Sage Erickson (born December 28, 1990) is an American professional surfer born in Ojai, California, United States.

==Career==
At the age of nine, Erickson moved to the Island of Oahu, Hawaii. When she was 11, at Sunset Beach with her family, she picked up a board and paddled out. She got her first wave all the way in. After that, she began surfing every day. At the age of 14, Erickson moved to Ventura, California, where she currently resides. She started her competitive surfing career when she was 14. She dominated the NSSA and Pro Junior circuits, and in 2012, at age 21, she qualified for the Women's Association of Professional Surfing ASP, which is now called the World Surf League.

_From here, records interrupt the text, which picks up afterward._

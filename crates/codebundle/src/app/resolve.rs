//! Turning parsed arguments into a validated [`BundleConfig`].

use std::fs;
use std::path::{Path, PathBuf};

use anyhow::{Context, Result};

use crate::cli::BundleArgs;
use crate::domain::errors::BundleError;
use crate::domain::languages::ExtensionSet;
use crate::domain::model::{BundleConfig, SortMode};

/// Resolve command-line arguments into an immutable bundle configuration.
pub fn resolve(args: &BundleArgs) -> Result<BundleConfig> {
    if args.languages.is_empty() {
        return Err(BundleError::InvalidArgument("--language is required".into()).into());
    }
    let output = args
        .output
        .as_ref()
        .filter(|path| !path.as_os_str().is_empty())
        .ok_or_else(|| BundleError::InvalidArgument("--output is required".into()))?;

    let resolution = ExtensionSet::resolve(&args.languages);
    for token in &resolution.unknown {
        tracing::warn!(language = %token, "ignoring unknown language");
    }
    if resolution.extensions.is_empty() {
        return Err(BundleError::NoValidLanguages.into());
    }

    let root = resolve_root(&args.root)?;
    let output_path = resolve_output(&root, output);

    let config = BundleConfig {
        root,
        extensions: resolution.extensions,
        output_path,
        include_note: args.note,
        sort_mode: SortMode::from_flag(args.sort.as_deref()),
        remove_empty_lines: args.remove_empty_lines,
        author: args
            .author
            .as_deref()
            .map(str::trim)
            .filter(|author| !author.is_empty())
            .map(str::to_owned),
    };
    tracing::debug!(?config, "resolved bundle configuration");
    Ok(config)
}

/// Canonical form of the root directory; an empty path means `.`.
pub fn resolve_root(root: &Path) -> Result<PathBuf> {
    let root = if root.as_os_str().is_empty() {
        Path::new(".")
    } else {
        root
    };
    fs::canonicalize(root)
        .with_context(|| format!("failed to resolve root directory {}", root.display()))
}

fn resolve_output(root: &Path, output: &Path) -> PathBuf {
    let joined = root.join(output);
    match (joined.parent(), joined.file_name()) {
        (Some(parent), Some(name)) => fs::canonicalize(parent)
            .map(|parent| parent.join(name))
            .unwrap_or(joined),
        _ => joined,
    }
}

#[cfg(test)]
mod tests {
    use super::*;

    fn args(root: &Path, languages: &[&str], output: Option<&str>) -> BundleArgs {
        BundleArgs {
            languages: languages.iter().map(|s| s.to_string()).collect(),
            output: output.map(PathBuf::from),
            root: root.to_path_buf(),
            ..BundleArgs::default()
        }
    }

    fn domain_error(err: &anyhow::Error) -> Option<&BundleError> {
        err.downcast_ref::<BundleError>()
    }

    #[test]
    fn missing_required_options_are_invalid_arguments() -> Result<()> {
        let temp = tempfile::tempdir()?;

        let err = resolve(&args(temp.path(), &[], Some("out.txt"))).unwrap_err();
        assert!(matches!(
            domain_error(&err),
            Some(BundleError::InvalidArgument(_))
        ));

        let err = resolve(&args(temp.path(), &["py"], None)).unwrap_err();
        assert!(matches!(
            domain_error(&err),
            Some(BundleError::InvalidArgument(_))
        ));
        Ok(())
    }

    #[test]
    fn unknown_languages_only_is_rejected() -> Result<()> {
        let temp = tempfile::tempdir()?;
        let err = resolve(&args(temp.path(), &["ruby"], Some("out.txt"))).unwrap_err();
        assert_eq!(domain_error(&err), Some(&BundleError::NoValidLanguages));
        assert_eq!(err.to_string(), "No valid languages specified.");
        Ok(())
    }

    #[test]
    fn resolves_paths_against_root() -> Result<()> {
        let temp = tempfile::tempdir()?;
        let root = fs::canonicalize(temp.path())?;

        let mut input = args(temp.path(), &["ruby", "py"], Some("out.txt"));
        input.author = Some("  ".into());
        input.sort = Some("type".into());
        let config = resolve(&input)?;

        assert_eq!(config.root, root);
        assert_eq!(config.output_path, root.join("out.txt"));
        assert_eq!(config.author, None);
        assert_eq!(config.sort_mode, SortMode::ByType);
        assert_eq!(config.extensions.iter().collect::<Vec<_>>(), vec![".py"]);
        Ok(())
    }

    #[test]
    fn missing_root_is_an_io_failure() {
        let input = args(
            Path::new("/definitely/not/a/real/root"),
            &["py"],
            Some("out.txt"),
        );
        let err = resolve(&input).unwrap_err();
        assert!(domain_error(&err).is_none());
        assert!(err.to_string().contains("failed to resolve root directory"));
    }
}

In 2016, Erickson ranked number 9 in the World Surfing Tour. Erickson has been featured on channels such as ESPN, GrindTV, and Surfer Magazine. In 2014, she was listed on Maxim as one of the top 100 Hottest women, ranking number 87. On January 15, 2021, Erickson appeared on the Los Angeles Rams YouTube channel, alongside Los Angeles Rams wide receiver Cooper Kupp and Sarina Morales, testing their sustainability knowledge.

==Victories==

| Year | Result | Event | Country | Notes |
|---|---|---|---|---|
| 2007 | Bronze Medal | ISA World Juniors | Portugal |  |
| 2010 | 3rd | Oakley World Pro Junior Championships | Indonesia |  |
| 2010 | 1st | U.S. Open Junior Pro | United States |  |
| 2011 | 2nd | Swatch Girls Pro | France |  |
| 2012 | Qualifies | for Women's WSL World Tour |  |  |
| 2012 | 3rd | Swatch France Pro | France |  |
| 2012 | 1st | Paul Mitchell Supergirl Pro | United States |  |
| 2012 | 1st | Cabreiroa Pantin Classic Pro | Spain |  |
| 2013 | 5th | Roxy Pro France (WCT) | France |  |
| 2014 | 1st | Paul Mitchell Supergirl Pro | United States |  |
| 2015 | 3rd | Roxy Pro France | France |  |
| 2015 | 3rd | Port Taranaki Pro NZ Home Loans Surf Festival | New Zealand |  |
| 2015 | 1st | Copa El Salvador Impressionante | El Salvador |  |
| 2015 | 3rd | Paul Mitchell Supergirl Pro | United States |  |
| 2015 | 3rd | Port Taranaki Pro NZ Home Loans Surf Festival | New Zealand |  |
| 2015 | 5th | Hurley Australian Open of Surf | Australia |  |
| 2016 | 5th | Vans US Open of Surfing | United States |  |
| 2016 | 5th | Paul Mitchel Supergirl Pro | United States |  |
| 2016 | 5th | Roxy Pro Gold | Australia |  |
| 2016 | 5th | Taggart Women's Pro | Australia |  |
| 2016 | 1st | Pantin Classic Galicia Pro | Spain |  |
| 2016 | 3rd | Swacth's Women's Pro | United States |  |
| 2016 | 5th | Cascais Women's Pro | Portugal |  |
| 2016 | 5th | Roxy Pro France | France |  |
| 2017 | 1st | US Open of Surfing | United States |  |
| 2019 | 1st | US Open of Surfing | United States |  |

==Sponsors==
- Buell Wetsuits
- CI Channel Islands Surfboard
- Oakley
- Freestyle watches
- Perfect Fit
- Db Journey
- Shell

==Personal life==
Erikson has been in a relationship with professional baseball player Daniel Norris since 2021. The pair married in November 2023.